WORK INSTRUCTION: Produce the records below again, word for word, but stop after the line that contains "raw.parse::<Dimension>()".
*** Block opens ***
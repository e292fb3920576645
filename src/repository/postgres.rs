// src/repository/postgres.rs

use std::collections::HashMap;

use async_trait::async_trait;
use sqlx::{FromRow, PgPool, Postgres, QueryBuilder, types::Json};

use super::{
    ApiKeyRepository, RepoResult, RepositoryError, ResultRepository, UserRepository, WeightStore,
};
use crate::models::{
    api_key::{ApiKey, NewApiKey},
    assessment::{Choice, ChoiceRef, NewQuestion, NewTest, Question, QuestionRef, Test},
    family::{Dimension, Family, WeightVector},
    result::{NewResult, ResultDetail, TestResult},
    user::{NewUser, User},
};

/// Postgres-backed store. Users are always read through the `active_users` view.
#[derive(Clone)]
pub struct PgStore {
    pool: PgPool,
}

impl PgStore {
    pub fn new(pool: PgPool) -> Self {
        Self { pool }
    }
}

#[derive(FromRow)]
struct UserRow {
    id: i64,
    username: String,
    password: String,
    role: String,
    learning_pattern: Option<String>,
    learning_style: Option<String>,
    created_at: chrono::DateTime<chrono::Utc>,
}

#[derive(FromRow)]
struct TestRow {
    id: i64,
    name: String,
    family: String,
    description: Option<String>,
    created_at: chrono::DateTime<chrono::Utc>,
}

#[derive(FromRow)]
struct QuestionRow {
    id: i64,
    test_id: i64,
    prompt: String,
}

#[derive(FromRow)]
struct ChoiceRow {
    id: i64,
    question_id: i64,
    label: String,
    weights: Json<WeightVector>,
}

#[derive(FromRow)]
struct ResultRow {
    id: i64,
    user_id: i64,
    test_id: i64,
    family: String,
    dominant: String,
    created_at: chrono::DateTime<chrono::Utc>,
}

#[derive(FromRow)]
struct DetailRow {
    id: i64,
    result_id: i64,
    question_id: i64,
    choice_id: i64,
    weights: Json<WeightVector>,
}

fn parse_family(raw: &str) -> RepoResult<Family> {
    raw.parse::<Family>()
        .map_err(|e| RepositoryError::Corrupt(e.to_string()))
}

fn parse_dimension(raw: &str) -> RepoResult<Dimension> {
    raw.parse::<Dimension>()
        .map_err(|e| RepositoryError::Corrupt(e.to_string()))
}

impl TryFrom<UserRow> for User {
    type Error = RepositoryError;

    fn try_from(row: UserRow) -> RepoResult<Self> {
        Ok(User {
            id: row.id,
            username: row.username,
            password: row.password,
            role: row.role,
            learning_pattern: row.learning_pattern.as_deref().map(parse_dimension).transpose()?,
            learning_style: row.learning_style.as_deref().map(parse_dimension).transpose()?,
            created_at: row.created_at,
        })
    }
}

impl TryFrom<TestRow> for Test {
    type Error = RepositoryError;

    fn try_from(row: TestRow) -> RepoResult<Self> {
        Ok(Test {
            id: row.id,
            name: row.name,
            family: parse_family(&row.family)?,
            description: row.description,
            created_at: row.created_at,
        })
    }
}

impl TryFrom<ResultRow> for TestResult {
    type Error = RepositoryError;

    fn try_from(row: ResultRow) -> RepoResult<Self> {
        Ok(TestResult {
            id: row.id,
            user_id: row.user_id,
            test_id: row.test_id,
            family: parse_family(&row.family)?,
            dominant: parse_dimension(&row.dominant)?,
            created_at: row.created_at,
        })
    }
}

impl From<ChoiceRow> for Choice {
    fn from(row: ChoiceRow) -> Self {
        Choice {
            id: row.id,
            question_id: row.question_id,
            label: row.label,
            weights: row.weights.0,
        }
    }
}

impl From<DetailRow> for ResultDetail {
    fn from(row: DetailRow) -> Self {
        ResultDetail {
            id: row.id,
            result_id: row.result_id,
            question_id: row.question_id,
            choice_id: row.choice_id,
            weights: row.weights.0,
        }
    }
}

fn conflict_or_database(err: sqlx::Error, message: impl FnOnce() -> String) -> RepositoryError {
    let unique = matches!(&err, sqlx::Error::Database(db) if db.is_unique_violation());
    if unique {
        RepositoryError::Conflict(message())
    } else {
        RepositoryError::Database(err)
    }
}

/// Builds `<prefix> IN (...)` over the given ids, the way dynamic IN lists are
/// bound everywhere in this module.
fn in_list<'a>(prefix: &str, ids: &'a [i64]) -> QueryBuilder<'a, Postgres> {
    let mut query_builder = QueryBuilder::<Postgres>::new(prefix);
    query_builder.push(" IN (");
    let mut separated = query_builder.separated(",");
    for id in ids {
        separated.push_bind(*id);
    }
    separated.push_unseparated(")");
    query_builder
}

const USER_COLUMNS: &str =
    "id, username, password, role, learning_pattern, learning_style, created_at";
const RESULT_COLUMNS: &str = "id, user_id, test_id, family, dominant, created_at";

#[async_trait]
impl UserRepository for PgStore {
    async fn create_user(&self, new: NewUser) -> RepoResult<User> {
        let row = sqlx::query_as::<_, UserRow>(&format!(
            "INSERT INTO users (username, password, role) VALUES ($1, $2, $3) RETURNING {USER_COLUMNS}"
        ))
        .bind(&new.username)
        .bind(&new.password_hash)
        .bind(&new.role)
        .fetch_one(&self.pool)
        .await
        .map_err(|e| conflict_or_database(e, || format!("Username '{}' already exists", new.username)))?;

        row.try_into()
    }

    async fn find_user(&self, id: i64) -> RepoResult<Option<User>> {
        sqlx::query_as::<_, UserRow>(&format!("SELECT {USER_COLUMNS} FROM active_users WHERE id = $1"))
            .bind(id)
            .fetch_optional(&self.pool)
            .await?
            .map(User::try_from)
            .transpose()
    }

    async fn find_user_by_username(&self, username: &str) -> RepoResult<Option<User>> {
        sqlx::query_as::<_, UserRow>(&format!(
            "SELECT {USER_COLUMNS} FROM active_users WHERE username = $1"
        ))
        .bind(username)
        .fetch_optional(&self.pool)
        .await?
        .map(User::try_from)
        .transpose()
    }

    async fn list_users(&self) -> RepoResult<Vec<User>> {
        sqlx::query_as::<_, UserRow>(&format!(
            "SELECT {USER_COLUMNS} FROM active_users ORDER BY id DESC"
        ))
        .fetch_all(&self.pool)
        .await?
        .into_iter()
        .map(User::try_from)
        .collect()
    }

    async fn soft_delete_user(&self, id: i64) -> RepoResult<i64> {
        let mut tx = self.pool.begin().await?;

        let results_count: i64 = sqlx::query_scalar("SELECT COUNT(*) FROM results WHERE user_id = $1")
            .bind(id)
            .fetch_one(&mut *tx)
            .await?;

        let deleted = sqlx::query(
            "UPDATE users SET deleted_at = NOW() WHERE id = (SELECT id FROM active_users WHERE id = $1)",
        )
        .bind(id)
        .execute(&mut *tx)
        .await?;

        if deleted.rows_affected() == 0 {
            return Err(RepositoryError::NotFound("User"));
        }

        tx.commit().await?;
        Ok(results_count)
    }
}

#[async_trait]
impl WeightStore for PgStore {
    async fn create_test(&self, new: NewTest) -> RepoResult<Test> {
        sqlx::query_as::<_, TestRow>(
            "INSERT INTO tests (name, family, description) VALUES ($1, $2, $3)
             RETURNING id, name, family, description, created_at",
        )
        .bind(&new.name)
        .bind(new.family.as_str())
        .bind(&new.description)
        .fetch_one(&self.pool)
        .await?
        .try_into()
    }

    async fn create_question(&self, new: NewQuestion) -> RepoResult<Question> {
        let mut tx = self.pool.begin().await?;

        let question_id: i64 =
            sqlx::query_scalar("INSERT INTO questions (test_id, prompt) VALUES ($1, $2) RETURNING id")
                .bind(new.test_id)
                .bind(&new.prompt)
                .fetch_one(&mut *tx)
                .await?;

        let mut choices = Vec::with_capacity(new.choices.len());
        for choice in new.choices {
            let id: i64 = sqlx::query_scalar(
                "INSERT INTO choices (question_id, label, weights) VALUES ($1, $2, $3) RETURNING id",
            )
            .bind(question_id)
            .bind(&choice.label)
            .bind(Json(&choice.weights))
            .fetch_one(&mut *tx)
            .await?;

            choices.push(Choice {
                id,
                question_id,
                label: choice.label,
                weights: choice.weights,
            });
        }

        tx.commit().await?;

        Ok(Question {
            id: question_id,
            test_id: new.test_id,
            prompt: new.prompt,
            choices,
        })
    }

    async fn find_test(&self, id: i64) -> RepoResult<Option<Test>> {
        sqlx::query_as::<_, TestRow>(
            "SELECT id, name, family, description, created_at FROM tests WHERE id = $1",
        )
        .bind(id)
        .fetch_optional(&self.pool)
        .await?
        .map(Test::try_from)
        .transpose()
    }

    async fn list_tests(&self, family: Family) -> RepoResult<Vec<Test>> {
        sqlx::query_as::<_, TestRow>(
            "SELECT id, name, family, description, created_at FROM tests WHERE family = $1 ORDER BY id",
        )
        .bind(family.as_str())
        .fetch_all(&self.pool)
        .await?
        .into_iter()
        .map(Test::try_from)
        .collect()
    }

    async fn questions_for_test(&self, test_id: i64) -> RepoResult<Vec<Question>> {
        let questions = sqlx::query_as::<_, QuestionRow>(
            "SELECT id, test_id, prompt FROM questions WHERE test_id = $1 ORDER BY id",
        )
        .bind(test_id)
        .fetch_all(&self.pool)
        .await?;

        let choices = sqlx::query_as::<_, ChoiceRow>(
            "SELECT c.id, c.question_id, c.label, c.weights
             FROM choices c
             JOIN questions q ON q.id = c.question_id
             WHERE q.test_id = $1
             ORDER BY c.id",
        )
        .bind(test_id)
        .fetch_all(&self.pool)
        .await?;

        let mut by_question: HashMap<i64, Vec<Choice>> = HashMap::new();
        for row in choices {
            by_question.entry(row.question_id).or_default().push(row.into());
        }

        Ok(questions
            .into_iter()
            .map(|q| Question {
                choices: by_question.remove(&q.id).unwrap_or_default(),
                id: q.id,
                test_id: q.test_id,
                prompt: q.prompt,
            })
            .collect())
    }

    async fn question_refs(&self, ids: &[i64]) -> RepoResult<Vec<QuestionRef>> {
        if ids.is_empty() {
            return Ok(Vec::new());
        }

        let mut query = in_list("SELECT id, test_id, prompt FROM questions WHERE id", ids);
        let rows: Vec<QuestionRow> = query.build_query_as().fetch_all(&self.pool).await?;

        Ok(rows
            .into_iter()
            .map(|q| QuestionRef {
                id: q.id,
                test_id: q.test_id,
            })
            .collect())
    }

    async fn choice_refs(&self, ids: &[i64]) -> RepoResult<Vec<ChoiceRef>> {
        if ids.is_empty() {
            return Ok(Vec::new());
        }

        let mut query = in_list("SELECT id, question_id, label, weights FROM choices WHERE id", ids);
        let rows: Vec<ChoiceRow> = query.build_query_as().fetch_all(&self.pool).await?;

        Ok(rows
            .into_iter()
            .map(|c| ChoiceRef {
                id: c.id,
                question_id: c.question_id,
                weights: c.weights.0,
            })
            .collect())
    }
}
// src/handlers/auth.rs

use std::sync::Arc;

use axum::{
    Json,
    extract::{State, rejection::JsonRejection},
    http::StatusCode,
    response::IntoResponse,
};
use serde_json::json;
use validator::Validate;

use crate::{
    config::Config,
    error::AppError,
    models::user::{CreateUserRequest, LoginRequest, NewUser},
    repository::Store,
    utils::{
        hash::{hash_password, verify_password},
        jwt::sign_jwt,
        response::ApiResponse,
    },
};

/// Registers a new user.
///
/// Hashes the password using Argon2 before storing it.
/// Returns 201 Created and the user object (excluding password).
pub async fn register(
    State(store): State<Arc<dyn Store>>,
    payload: Result<Json<CreateUserRequest>, JsonRejection>,
) -> Result<impl IntoResponse, AppError> {
    let Json(payload) = payload?;
    payload.validate()?;

    let password_hash = hash_password(&payload.password)?;

    let user = store
        .create_user(NewUser {
            username: payload.username,
            password_hash,
            role: "user".to_string(),
        })
        .await?;

    tracing::info!(user_id = user.id, "Registered user {}", user.username);

    Ok((StatusCode::CREATED, ApiResponse::ok(user)))
}

/// Authenticates a user and returns a JWT token.
///
/// Soft-deleted accounts are invisible here, so they cannot log in.
pub async fn login(
    State(store): State<Arc<dyn Store>>,
    State(config): State<Config>,
    payload: Result<Json<LoginRequest>, JsonRejection>,
) -> Result<impl IntoResponse, AppError> {
    let Json(payload) = payload?;
    payload.validate()?;

    let user = store
        .find_user_by_username(&payload.username)
        .await?
        .ok_or(AppError::AuthError("Invalid username or password".to_string()))?;

    if !verify_password(&payload.password, &user.password)? {
        return Err(AppError::AuthError("Invalid username or password".to_string()));
    }

    let token = sign_jwt(user.id, &user.role, &config.jwt_secret, config.jwt_expiration)?;

    Ok(ApiResponse::ok(json!({
        "token": token,
        "type": "Bearer",
        "expires_in": config.jwt_expiration
    })))
}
*** Block closes ***
RESULT:
repository e292fb3920576645
filename src/repository/postgres.rs
// src/repository/postgres.rs

use std::collections::HashMap;

use async_trait::async_trait;
use sqlx::{FromRow, PgPool, Postgres, QueryBuilder, types::Json};

use super::{
    ApiKeyRepository, RepoResult, RepositoryError, ResultRepository, UserRepository, WeightStore,
};
use crate::models::{
    api_key::{ApiKey, NewApiKey},
    assessment::{Choice, ChoiceRef, NewQuestion, NewTest, Question, QuestionRef, Test},
    family::{Dimension, Family, WeightVector},
    result::{NewResult, ResultDetail, TestResult},
    user::{NewUser, User},
};

/// Postgres-backed store. Users are always read through the `active_users` view.
#[derive(Clone)]
pub struct PgStore {
    pool: PgPool,
}

impl PgStore {
    pub fn new(pool: PgPool) -> Self {
        Self { pool }
    }
}

#[derive(FromRow)]
struct UserRow {
    id: i64,
    username: String,
    password: String,
    role: String,
    learning_pattern: Option<String>,
    learning_style: Option<String>,
    created_at: chrono::DateTime<chrono::Utc>,
}

#[derive(FromRow)]
struct TestRow {
    id: i64,
    name: String,
    family: String,
    description: Option<String>,
    created_at: chrono::DateTime<chrono::Utc>,
}

#[derive(FromRow)]
struct QuestionRow {
    id: i64,
    test_id: i64,
    prompt: String,
}

#[derive(FromRow)]
struct ChoiceRow {
    id: i64,
    question_id: i64,
    label: String,
    weights: Json<WeightVector>,
}

#[derive(FromRow)]
struct ResultRow {
    id: i64,
    user_id: i64,
    test_id: i64,
    family: String,
    dominant: String,
    created_at: chrono::DateTime<chrono::Utc>,
}

#[derive(FromRow)]
struct DetailRow {
    id: i64,
    result_id: i64,
    question_id: i64,
    choice_id: i64,
    weights: Json<WeightVector>,
}

fn parse_family(raw: &str) -> RepoResult<Family> {
    raw.parse::<Family>()
        .map_err(|e| RepositoryError::Corrupt(e.to_string()))
}

fn parse_dimension(raw: &str) -> RepoResult<Dimension> {
    raw.parse::<Dimension>()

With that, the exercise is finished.